Dr. Karl Clark, a scientist with the Alberta Research Council in the 1920s, pioneered experiments with a hot water flotation process which involved mixing oil sand with hot water and aerating the resultant slurry. This would then separate into a floating froth of bitumen and a clean layer of sand which would settle to the bottom of the tank. The hot water flotation method pioneered by Ells, Fitzsimmons and Clark proved, over the years, to be the most viable method of extracting oil from the sand.


In 1936, another developer, Max Ball, founded Abasand Oils Ltd. His plant west of Fort McMurray produced diesel oil from the oil sands. There was a brief flurry of interest in his project, especially during World War II. When the plant burned down after being purchased by the federal government, the project died with the buildings.


The 1950s saw another upsurge of interest in the oil sands when the publication of an Alberta Government report indicated that production from the sand could be a profitable venture.


In 1962, the Government of Alberta announced an oil sands policy to provide for the orderly development of oil sands in such a manner that it would supplement, but not displace, conventional crude oil policy.


Original pilot plant at Mildred Lake

The first project off the mark was the Great Canadian Oil Sands (GCOS) Project. GCOS went through a number of ownership changes after its incorporation but, by 1963, prior to the construction decision, ownership rested with the Sun Oil Company (later Suncor Energy). The Suncor project came on stream in 1967 and became the world's first oil sands operation.


In the meantime, the Syncrude consortium was formed in 1964. Syncrude's initial objective was research on the economic and technical feasibility of mining oil from the Athabasca oil sands.
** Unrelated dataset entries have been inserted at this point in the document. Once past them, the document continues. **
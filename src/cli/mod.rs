//! CLI-specific utilities for traffic-phase
//!
//! This module contains code specific to the command-line interface,
//! separate from the core library functionality.

pub mod progress;
pub mod report;

pub use progress::ProgressManager;
pub use report::StateLogger;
Syncrude's proposal for a production facility was finally approved in 1969.


In 1973, construction began on the Syncrude site and, after five years of construction, the first barrel was shipped on July 30, 1978. The official opening of the Syncrude Project was on September 15, 1978. Production steadily increased in the ensuing years and, on April 16, 1998, the billionth barrel was sent down the pipeline, five years ahead of schedule.